2009/6/5 Ben Finney
Tarek Ziadé
writes: http://bitbucket.org/tarek/distutilsversion/src/tip/README.txt
The goal here is to provide a version comparison standard to be included in Distutils.
I laud this goal, and thank you for soliciting feedback on this draft.
One thing I haven't seen discussed: Why have such baroque version comparison semantics been accepted? Surely one of the overarching goals for such a standard is that it be simple to comprehend, and to behave unsurprisingly to most users.
Yet the discussion around these non-obvious semantics, trying to have components interpreted as “pre-release” and “post-release” and “development release” and so on seem to underline the fact that they're *not* something that there's any consensus on. So why are they being foisted into a standard for version strings?
Rather than trying to force non-alphanumeric comparison semantics for alphabetic sequences, why not simply say that alphanumeric comparison semantics apply for components? That would, at a stroke, end all this turmoil and IMO futile seeking of some other consensus, when the best consensus is already what most would expect: alphanumeric comparison.
At the least, I would expect there would need to be a demonstrated, significantly unified consensus for some specific *other* semantic before discarding straightforward alphanumeric comparison as the standard.

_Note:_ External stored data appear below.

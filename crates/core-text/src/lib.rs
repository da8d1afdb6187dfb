//! Byte-oriented text model: rows with a derived rendered form and the
//! document that owns them.
//!
//! Every row keeps two parallel byte sequences:
//! * `raw` – the literal line content as stored on disk (no newline).
//! * `rendered` – `raw` with each tab expanded to [`TAB_WIDTH`] spaces.
//!
//! `rendered` is never edited directly; every mutation of `raw` regenerates
//! it. Callers that position a cursor on screen work in rendered columns and
//! translate to raw columns (and back) through [`Row::raw_column`] and
//! [`Row::rendered_column`] before mutating.
//!
//! The model is deliberately single-byte: there is no grapheme or width
//! handling beyond tab expansion.

mod document;
mod row;

pub use document::Document;
pub use row::{DeleteOutcome, Row, TAB_WIDTH, render_bytes};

+1. The historical baggage of setuptools (which *had* to cater for every bizarre convention currently in existence, as its goal was to "embrace and extend" - something it achieved spectacularly) doesn't seem to apply when creating a standard Python module. I'd rather the PEP said "This is how version numbers work (simple, non-controversial spec here), and this is the standard API for manipulating them", and then projects that want to conform to the standard migrate if needed. But I acknowledge that I have no personal requirement for any of this, so the only interest I have is an aesthetic one of *not* seeing overcomplicated, difficult to understand, specifications become part of the Python stdlib. Paul.